Directions. Your task is to reproduce exactly the lines that run from the beginning of the data through the line where "voters against an" appears.

Saved entries:

::::::

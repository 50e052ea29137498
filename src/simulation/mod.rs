//! Crowd simulation harness: voters that pick columns from the eligibility
//! vector, a driver that replays a crowd of stakers and voters against an
//! engine, and the metrics it collects. Randomness lives here, never in the
//! engine.

mod driver;
mod metrics;
mod voter;

pub use driver::{OpeningStake, Simulation, SimulationConfig, SimulationReport};
pub use metrics::{RoundResult, SimulationMetrics};
pub use voter::{RandomVoter, ScriptedVoter, VotePolicy};
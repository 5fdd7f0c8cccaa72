//! Verification outcomes.

use chrono::{DateTime, Utc};
use serde::{Deserialize, Serialize};

/// Machine-readable reason a token was not accepted.
#[derive(Debug, Clone, Copy, PartialEq, Eq, Hash, Serialize, Deserialize)]
#[serde(rename_all = "snake_case")]
pub enum RejectReason {
    /// No token supplied.
    MissingCredential,
    /// Token is not a well-formed compact JWS.
    MalformedToken,
    /// No key in the current key set matches the token's `kid`.
    UnknownKey,
    /// The remote key set could not be obtained.
    KeyFetchFailed,
    /// Signature does not verify.
    InvalidSignature,
    /// A claim (audience, issuer, time window, subject) failed validation.
    InvalidToken,
    /// Client-side transport failure talking to the verify endpoint.
    NetworkError,
}

impl RejectReason {
    /// Wire representation.
    #[must_use]
    pub const fn as_str(&self) -> &'static str {
        match self {
            Self::MissingCredential => "missing_credential",
            Self::MalformedToken => "malformed_token",
            Self::UnknownKey => "unknown_key",
            Self::KeyFetchFailed => "key_fetch_failed",
            Self::InvalidSignature => "invalid_signature",
            Self::InvalidToken => "invalid_token",
            Self::NetworkError => "network_error",
        }
    }
}

impl std::fmt::Display for RejectReason {
    fn fmt(&self, f: &mut std::fmt::Formatter<'_>) -> std::fmt::Result {
        f.write_str(self.as_str())
    }
}

/// Normalized identity extracted from a verified token.
#[derive(Debug, Clone, PartialEq, Eq, Serialize, Deserialize)]
pub struct VerifiedIdentity {
    /// Provider-scoped user id (`sub`).
    pub subject: String,
    /// `email`, if present.
    pub email: Option<String>,
    /// Display name, if present.
    pub name: Option<String>,
    /// Profile picture URL, if present.
    pub picture: Option<String>,
    /// `iat` as UNIX seconds. Always set by the verifier; optional when relayed
    /// from an endpoint that omits it.
    pub issued_at: Option<i64>,
    /// `exp` as UNIX seconds. Same caveat as `issued_at`.
    pub expires_at: Option<i64>,
}

impl VerifiedIdentity {
    /// Expiry as a UTC timestamp.
    #[must_use]
    pub fn expires_at_utc(&self) -> Option<DateTime<Utc>> {
        self.expires_at.and_then(|exp| DateTime::from_timestamp(exp, 0))
    }
}

/// A failed verification.
#[derive(Debug, Clone, PartialEq, Eq, Serialize, Deserialize)]
pub struct Rejection {
    /// Failure class.
    pub reason: RejectReason,
    /// Human-readable detail.
    pub message: Option<String>,
}

impl Rejection {
    /// Rejection without a message.
    #[must_use]
    pub const fn new(reason: RejectReason) -> Self {
        Self { reason, message: None }
    }

    /// Rejection with a message.
    #[must_use]
    pub fn with_message(reason: RejectReason, message: impl Into<String>) -> Self {
        Self { reason, message: Some(message.into()) }
    }
}

/// Outcome of one verification call.
///
/// Only the `Verified` variant, as produced by the verifier, constitutes an
/// authenticated identity.
#[derive(Debug, Clone, PartialEq, Eq)]
pub enum VerificationResult {
    /// Token is authentic, current and correctly scoped.
    Verified(VerifiedIdentity),
    /// Token was not accepted.
    Rejected(Rejection),
}

impl VerificationResult {
    /// Shorthand for a rejection with an optional message.
    #[must_use]
    pub fn rejected(reason: RejectReason, message: Option<String>) -> Self {
        Self::Rejected(Rejection { reason, message })
    }

    #[must_use]
    pub const fn is_verified(&self) -> bool {
        matches!(self, Self::Verified(_))
    }

    #[must_use]
    pub const fn identity(&self) -> Option<&VerifiedIdentity> {
        match self {
            Self::Verified(identity) => Some(identity),
            Self::Rejected(_) => None,
        }
    }

    #[must_use]
    pub const fn rejection(&self) -> Option<&Rejection> {
        match self {
            Self::Verified(_) => None,
            Self::Rejected(rejection) => Some(rejection),
        }
    }

    /// Reject reason, if rejected.
    #[must_use]
    pub const fn reason(&self) -> Option<RejectReason> {
        match self {
            Self::Verified(_) => None,
            Self::Rejected(rejection) => Some(rejection.reason),
        }
    }
}

impl From<Rejection> for VerificationResult {
    fn from(rejection: Rejection) -> Self {
        Self::Rejected(rejection)
    }
}

impl From<VerifiedIdentity> for VerificationResult {
    fn from(identity: VerifiedIdentity) -> Self {
        Self::Verified(identity)
    }
}
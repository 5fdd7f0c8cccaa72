//! ID Token Verifier - Entry Point
//!
//! Serves the verify endpoint over HTTP.

use clap::Parser;
use tracing_subscriber::{EnvFilter, layer::SubscriberExt, util::SubscriberInitExt};

use id_token_verifier::{Config, VerifyServer};

#[derive(Parser, Debug)]
#[command(name = "id-token-verifier")]
#[command(about = "Verify endpoint for OpenID Connect ID tokens")]
#[command(version)]
struct Cli {
    /// OAuth client id; tokens must name it as their audience
    #[arg(long, env = "GOOGLE_CLIENT_ID")]
    client_id: String,

    /// Expected token issuer
    #[arg(long, env = "OIDC_ISSUER")]
    issuer: Option<String>,

    /// JWKS endpoint of the identity provider
    #[arg(long, env = "JWKS_URL")]
    jwks_url: Option<String>,

    /// HTTP server port
    #[arg(long, default_value = "8000", env = "PORT")]
    port: u16,

    /// Path of the verify endpoint
    #[arg(long, env = "VERIFY_PATH")]
    verify_path: Option<String>,

    /// Do not mount the verify endpoint (health probes only)
    #[arg(long)]
    disable_verify: bool,

    /// Log level (trace, debug, info, warn, error)
    #[arg(long, default_value = "info", env = "RUST_LOG")]
    log_level: String,

    /// Output logs as JSON
    #[arg(long)]
    json_logs: bool,
}

impl Cli {
    fn into_config(self) -> anyhow::Result<(Config, u16)> {
        let mut config = Config::new(self.client_id);
        if let Some(issuer) = self.issuer {
            config.issuer = issuer;
        }
        if let Some(jwks_url) = self.jwks_url {
            config.jwks_url = jwks_url;
        }
        if let Some(path) = self.verify_path {
            config.verify_path = path;
        }
        config.enable_server_verify = !self.disable_verify;

        config.validate()?;
        Ok((config, self.port))
    }
}

fn init_tracing(log_level: &str, json: bool) {
    let filter = EnvFilter::try_from_default_env().unwrap_or_else(|_| EnvFilter::new(log_level));

    let subscriber = tracing_subscriber::registry().with(filter);

    if json {
        subscriber.with(tracing_subscriber::fmt::layer().json()).init();
    } else {
        subscriber.with(tracing_subscriber::fmt::layer().compact()).init();
    }
}

#[tokio::main]
async fn main() -> anyhow::Result<()> {
    dotenv::dotenv().ok();

    let cli = Cli::parse();

    init_tracing(&cli.log_level, cli.json_logs);

    tracing::info!(version = env!("CARGO_PKG_VERSION"), "Starting ID token verifier");

    let (config, port) = cli.into_config()?;

    tracing::info!(
        issuer = %config.issuer,
        jwks_url = %config.jwks_url,
        verify_path = %config.verify_path,
        enabled = config.enable_server_verify,
        "Loaded configuration"
    );

    let server = VerifyServer::from_config(config)?;
    server.run_http(port).await?;

    Ok(())
}
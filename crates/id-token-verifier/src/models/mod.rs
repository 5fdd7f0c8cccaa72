//! Data models for tokens, verification outcomes and the verify endpoint.

mod result;
mod token;
mod wire;

pub use result::{RejectReason, Rejection, VerificationResult, VerifiedIdentity};
pub use token::{ParsedToken, SignedToken, UnverifiedClaims};
pub use wire::{VerifyRequest, VerifyResponse};
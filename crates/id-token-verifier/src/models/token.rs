//! Compact JWS tokens and their untrusted contents.

use base64::engine::general_purpose::{GeneralPurpose, GeneralPurposeConfig, URL_SAFE_NO_PAD};
use base64::engine::DecodePaddingMode;
use base64::{Engine, alphabet};
use jsonwebtoken::Header;
use serde::{Deserialize, Serialize};
use serde_json::{Map, Value};

use crate::error::DecodeError;

/// base64url that accepts segments with or without trailing `=`.
const URL_SAFE_LENIENT: GeneralPurpose = GeneralPurpose::new(
    &alphabet::URL_SAFE,
    GeneralPurposeConfig::new().with_decode_padding_mode(DecodePaddingMode::Indifferent),
);

/// An opaque signed identity token (`header.payload.signature`).
///
/// Nothing about its contents is trusted until the verifier has checked it.
#[derive(Clone, PartialEq, Eq, Serialize, Deserialize)]
#[serde(transparent)]
pub struct SignedToken(String);

impl SignedToken {
    /// Wrap a raw compact token.
    #[must_use]
    pub fn new(raw: impl Into<String>) -> Self {
        Self(raw.into())
    }

    /// The raw compact string.
    #[must_use]
    pub fn as_str(&self) -> &str {
        &self.0
    }

    /// True for an empty or whitespace-only token.
    #[must_use]
    pub fn is_blank(&self) -> bool {
        self.0.trim().is_empty()
    }

    /// Split into the three compact segments.
    pub fn segments(&self) -> Result<[&str; 3], DecodeError> {
        let parts: Vec<&str> = self.0.trim().split('.').collect();
        match parts.as_slice() {
            [header, payload, signature] => Ok([*header, *payload, *signature]),
            _ => Err(DecodeError::SegmentCount(parts.len())),
        }
    }

    /// Fully decode the token structure: header, payload and signature bytes.
    ///
    /// This checks shape only. The signature is decoded, never verified.
    pub fn parse(&self) -> Result<ParsedToken, DecodeError> {
        let [header_b64, payload_b64, signature_b64] = self.segments()?;

        let header_bytes = decode_segment(header_b64, "header")?;
        let header: Header = serde_json::from_slice(&header_bytes)
            .map_err(|e| DecodeError::Json { segment: "header", message: e.to_string() })?;

        let claims = UnverifiedClaims::from_segment(payload_b64)?;
        let signature = decode_segment(signature_b64, "signature")?;

        Ok(ParsedToken {
            header,
            claims,
            signing_input: format!("{header_b64}.{payload_b64}"),
            signature: URL_SAFE_NO_PAD.encode(signature),
        })
    }
}

impl From<String> for SignedToken {
    fn from(raw: String) -> Self {
        Self(raw)
    }
}

impl From<&str> for SignedToken {
    fn from(raw: &str) -> Self {
        Self(raw.to_string())
    }
}

impl std::fmt::Debug for SignedToken {
    fn fmt(&self, f: &mut std::fmt::Formatter<'_>) -> std::fmt::Result {
        f.debug_struct("SignedToken").field("len", &self.0.len()).finish()
    }
}

/// A structurally valid token, split and decoded but not verified.
#[derive(Debug, Clone)]
pub struct ParsedToken {
    /// JOSE header.
    pub header: Header,
    /// Payload claims (untrusted).
    pub claims: UnverifiedClaims,
    /// `header.payload` exactly as it appeared in the token.
    pub signing_input: String,
    /// Signature re-encoded as unpadded base64url.
    pub signature: String,
}

/// Decoded-but-unchecked token payload.
///
/// Suitable for optimistic display only. There is deliberately no conversion from
/// this type into a [`VerifiedIdentity`](crate::models::VerifiedIdentity).
#[derive(Debug, Clone, PartialEq, Serialize)]
#[serde(transparent)]
pub struct UnverifiedClaims(Map<String, Value>);

impl UnverifiedClaims {
    /// Decode the payload segment of a compact token.
    pub fn from_token(token: &SignedToken) -> Result<Self, DecodeError> {
        let [_, payload, _] = token.segments()?;
        Self::from_segment(payload)
    }

    fn from_segment(segment: &str) -> Result<Self, DecodeError> {
        let bytes = decode_segment(segment, "payload")?;
        match serde_json::from_slice::<Value>(&bytes) {
            Ok(Value::Object(map)) => Ok(Self(map)),
            Ok(_) => Err(DecodeError::Json {
                segment: "payload",
                message: "payload is not a JSON object".to_string(),
            }),
            Err(e) => Err(DecodeError::Json { segment: "payload", message: e.to_string() }),
        }
    }

    /// Raw claim lookup.
    #[must_use]
    pub fn get(&self, claim: &str) -> Option<&Value> {
        self.0.get(claim)
    }

    /// All claims.
    #[must_use]
    pub const fn as_map(&self) -> &Map<String, Value> {
        &self.0
    }

    /// `sub` claim.
    #[must_use]
    pub fn subject(&self) -> Option<&str> {
        self.str_claim("sub")
    }

    /// `email` claim.
    #[must_use]
    pub fn email(&self) -> Option<&str> {
        self.str_claim("email")
    }

    /// `name` claim.
    #[must_use]
    pub fn name(&self) -> Option<&str> {
        self.str_claim("name")
    }

    /// `picture` claim.
    #[must_use]
    pub fn picture(&self) -> Option<&str> {
        self.str_claim("picture")
    }

    /// `exp` claim as UNIX seconds.
    #[must_use]
    pub fn expires_at(&self) -> Option<i64> {
        self.0.get("exp").and_then(Value::as_i64)
    }

    fn str_claim(&self, claim: &str) -> Option<&str> {
        self.0.get(claim).and_then(Value::as_str)
    }
}

fn decode_segment(segment: &str, name: &'static str) -> Result<Vec<u8>, DecodeError> {
    URL_SAFE_LENIENT.decode(segment).map_err(|_| DecodeError::Base64 { segment: name })
}
//! JSON bodies exchanged with the verify endpoint.

use serde::{Deserialize, Serialize};

use super::result::{RejectReason, Rejection, VerificationResult, VerifiedIdentity};

/// `POST` body sent to the verify endpoint.
#[derive(Debug, Clone, Default, Serialize, Deserialize)]
pub struct VerifyRequest {
    #[serde(default)]
    pub credential: Option<String>,
}

/// Verify endpoint response. Success and failure share one shape keyed on `ok`.
#[derive(Debug, Clone, PartialEq, Eq, Serialize, Deserialize)]
pub struct VerifyResponse {
    pub ok: bool,
    #[serde(default, skip_serializing_if = "Option::is_none")]
    pub sub: Option<String>,
    #[serde(default, skip_serializing_if = "Option::is_none")]
    pub email: Option<String>,
    #[serde(default, skip_serializing_if = "Option::is_none")]
    pub name: Option<String>,
    #[serde(default, skip_serializing_if = "Option::is_none")]
    pub picture: Option<String>,
    #[serde(default, skip_serializing_if = "Option::is_none")]
    pub iat: Option<i64>,
    #[serde(default, skip_serializing_if = "Option::is_none")]
    pub exp: Option<i64>,
    #[serde(default, skip_serializing_if = "Option::is_none")]
    pub reason: Option<RejectReason>,
    #[serde(default, skip_serializing_if = "Option::is_none")]
    pub message: Option<String>,
}

impl VerifyResponse {
    fn empty(ok: bool) -> Self {
        Self {
            ok,
            sub: None,
            email: None,
            name: None,
            picture: None,
            iat: None,
            exp: None,
            reason: None,
            message: None,
        }
    }

    /// Rebuild a verification result from a response body.
    ///
    /// A success body needs only `sub`; `iat` and `exp` are relayed when present.
    /// A success body without `sub`, or a failure body without a reason, is
    /// treated as a transport-level fault.
    #[must_use]
    pub fn into_result(self) -> VerificationResult {
        if self.ok {
            match self.sub {
                Some(subject) => VerificationResult::Verified(VerifiedIdentity {
                    subject,
                    email: self.email,
                    name: self.name,
                    picture: self.picture,
                    issued_at: self.iat,
                    expires_at: self.exp,
                }),
                None => VerificationResult::rejected(
                    RejectReason::NetworkError,
                    Some("incomplete verify response".to_string()),
                ),
            }
        } else {
            match self.reason {
                Some(reason) => VerificationResult::rejected(reason, self.message),
                None => VerificationResult::rejected(
                    RejectReason::NetworkError,
                    Some("verify response without reason".to_string()),
                ),
            }
        }
    }
}

impl From<&VerificationResult> for VerifyResponse {
    fn from(result: &VerificationResult) -> Self {
        match result {
            VerificationResult::Verified(identity) => Self {
                sub: Some(identity.subject.clone()),
                email: identity.email.clone(),
                name: identity.name.clone(),
                picture: identity.picture.clone(),
                iat: identity.issued_at,
                exp: identity.expires_at,
                ..Self::empty(true)
            },
            VerificationResult::Rejected(Rejection { reason, message }) => Self {
                reason: Some(*reason),
                message: message.clone(),
                ..Self::empty(false)
            },
        }
    }
}

#[cfg(test)]
mod tests {
    use super::*;

    #[test]
    fn test_request_tolerates_missing_credential() {
        let req: VerifyRequest = serde_json::from_str("{}").unwrap();
        assert!(req.credential.is_none());
    }

    #[test]
    fn test_rejection_body_shape() {
        let result = VerificationResult::rejected(RejectReason::MissingCredential, None);
        let body = serde_json::to_value(VerifyResponse::from(&result)).unwrap();
        assert_eq!(body, serde_json::json!({"ok": false, "reason": "missing_credential"}));
    }

    #[test]
    fn test_success_without_subject_is_network_error() {
        let response: VerifyResponse = serde_json::from_str(r#"{"ok":true}"#).unwrap();
        assert_eq!(response.into_result().reason(), Some(RejectReason::NetworkError));
    }

    #[test]
    fn test_success_without_timestamps_is_verified() {
        let response: VerifyResponse = serde_json::from_str(
            r#"{"ok":true,"sub":"42","email":"a@b.c","name":"A","picture":"https://p"}"#,
        )
        .unwrap();
        let result = response.into_result();
        let identity = result.identity().unwrap();
        assert_eq!(identity.subject, "42");
        assert_eq!(identity.picture.as_deref(), Some("https://p"));
        assert!(identity.issued_at.is_none());
        assert!(identity.expires_at_utc().is_none());
    }

    #[test]
    fn test_failure_keeps_reason_and_message() {
        let response: VerifyResponse =
            serde_json::from_str(r#"{"ok":false,"reason":"invalid_token","message":"token expired"}"#)
                .unwrap();
        let result = response.into_result();
        let rejection = result.rejection().unwrap();
        assert_eq!(rejection.reason, RejectReason::InvalidToken);
        assert_eq!(rejection.message.as_deref(), Some("token expired"));
    }
}
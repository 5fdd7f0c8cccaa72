//! Error types for the ID token verification service.
//!
//! Uses `thiserror` for structured error handling with automatic `From` implementations.
//! None of these cross the verification boundary: [`VerifyError`] is folded into a
//! [`Rejection`](crate::models::Rejection) before it reaches a caller.

use std::sync::Arc;
use std::time::Duration;

use crate::models::{RejectReason, Rejection};

/// Errors from outbound HTTP calls: key set fetches and verify submissions.
#[derive(thiserror::Error, Debug)]
pub enum FetchError {
    /// HTTP transport error (connection, DNS, TLS, etc.)
    #[error("HTTP error: {0}")]
    Http(#[from] reqwest::Error),

    /// Middleware error
    #[error("Middleware error: {0}")]
    Middleware(#[from] reqwest_middleware::Error),

    /// Rate limited by the key endpoint (429 response)
    #[error("Rate limited, retry after {retry_after:?}")]
    RateLimited {
        /// Suggested wait time before retry
        retry_after: Duration,
    },

    /// Key endpoint not found (404 response)
    #[error("Key set not found: {resource}")]
    NotFound {
        /// Description of the missing resource
        resource: String,
    },

    /// Fetch did not complete in time
    #[error("Key set fetch timed out after {0:?}")]
    Timeout(Duration),

    /// Response was not a JSON Web Key Set
    #[error("Failed to parse key set: {0}")]
    Parse(#[from] serde_json::Error),

    /// Key set parsed but held no usable keys
    #[error("Key set contains no usable keys")]
    EmptyKeySet,

    /// Server error (5xx response)
    #[error("Server error ({status}): {message}")]
    Server {
        /// HTTP status code
        status: u16,
        /// Error message
        message: String,
    },

    /// Unexpected HTTP status
    #[error("Unexpected status {status}: {message}")]
    UnexpectedStatus {
        /// HTTP status code
        status: u16,
        /// Response body or message
        message: String,
    },
}

impl FetchError {
    /// Create a rate limited error with retry-after duration.
    #[must_use]
    pub fn rate_limited(seconds: u64) -> Self {
        Self::RateLimited { retry_after: Duration::from_secs(seconds) }
    }

    /// Create a not found error.
    #[must_use]
    pub fn not_found(resource: impl Into<String>) -> Self {
        Self::NotFound { resource: resource.into() }
    }

    /// Create a server error.
    #[must_use]
    pub fn server(status: u16, message: impl Into<String>) -> Self {
        Self::Server { status, message: message.into() }
    }

    /// Returns true if a later fetch may succeed without operator action.
    #[must_use]
    pub const fn is_retryable(&self) -> bool {
        matches!(self, Self::RateLimited { .. } | Self::Timeout(_) | Self::Server { .. })
    }
}

/// Errors from advisory (unverified) token decoding.
#[derive(thiserror::Error, Debug, Clone, PartialEq, Eq)]
pub enum DecodeError {
    /// Compact serialization must have exactly three segments
    #[error("expected 3 token segments, found {0}")]
    SegmentCount(usize),

    /// A segment is not valid base64url
    #[error("invalid base64url in {segment} segment")]
    Base64 {
        /// Which segment failed ("header", "payload" or "signature")
        segment: &'static str,
    },

    /// A segment decoded but is not the expected JSON
    #[error("invalid JSON in {segment} segment: {message}")]
    Json {
        /// Which segment failed
        segment: &'static str,
        /// Parser message
        message: String,
    },
}

/// Errors from authoritative token verification.
#[derive(thiserror::Error, Debug)]
pub enum VerifyError {
    /// No token was supplied
    #[error("missing credential")]
    MissingCredential,

    /// Token is not a well-formed compact JWS
    #[error("malformed token: {0}")]
    Malformed(#[from] DecodeError),

    /// No key in the current key set matches the token
    #[error("no signing key for kid {kid:?}")]
    UnknownKey {
        /// Key id from the token header, if any
        kid: Option<String>,
    },

    /// The key set could not be obtained
    #[error("key set fetch failed: {0}")]
    KeyFetch(#[from] Arc<FetchError>),

    /// Signature does not verify under the resolved key
    #[error("invalid signature: {0}")]
    InvalidSignature(String),

    /// A claim failed validation
    #[error("{0}")]
    InvalidClaim(String),
}

impl VerifyError {
    /// Create an invalid signature error.
    #[must_use]
    pub fn invalid_signature(message: impl Into<String>) -> Self {
        Self::InvalidSignature(message.into())
    }

    /// Create an invalid claim error.
    #[must_use]
    pub fn invalid_claim(message: impl Into<String>) -> Self {
        Self::InvalidClaim(message.into())
    }

    /// Machine-readable reason for this failure.
    #[must_use]
    pub const fn reason(&self) -> RejectReason {
        match self {
            Self::MissingCredential => RejectReason::MissingCredential,
            Self::Malformed(_) => RejectReason::MalformedToken,
            Self::UnknownKey { .. } => RejectReason::UnknownKey,
            Self::KeyFetch(_) => RejectReason::KeyFetchFailed,
            Self::InvalidSignature(_) => RejectReason::InvalidSignature,
            Self::InvalidClaim(_) => RejectReason::InvalidToken,
        }
    }

    /// Convert to the rejection returned to callers.
    ///
    /// Claim failures carry their specific message; the rest describe the failure
    /// class without leaking key material or upstream response bodies.
    #[must_use]
    pub fn to_rejection(&self) -> Rejection {
        let message = match self {
            Self::MissingCredential => None,
            Self::Malformed(e) => Some(e.to_string()),
            Self::UnknownKey { kid: Some(kid) } => Some(format!("no signing key with kid '{kid}'")),
            Self::UnknownKey { kid: None } => Some("token has no kid".to_string()),
            Self::KeyFetch(e) if e.is_retryable() => {
                Some("signing keys temporarily unavailable".to_string())
            }
            Self::KeyFetch(_) => Some("signing keys unavailable".to_string()),
            Self::InvalidSignature(_) => Some("signature verification failed".to_string()),
            Self::InvalidClaim(message) => Some(message.clone()),
        };
        Rejection { reason: self.reason(), message }
    }
}

impl From<FetchError> for VerifyError {
    fn from(err: FetchError) -> Self {
        Self::KeyFetch(Arc::new(err))
    }
}

/// Result type alias for key-set fetches.
pub type FetchResult<T> = Result<T, FetchError>;

/// Result type alias for verification internals.
pub type VerifyResult<T> = Result<T, VerifyError>;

::::::

Solution to the problem.
repository 50e052ea29137498
filename src/simulation/mod.rs
//! Crowd simulation harness: voters that pick columns from the eligibility
//! vector, a driver that replays a crowd of stakers and voters against an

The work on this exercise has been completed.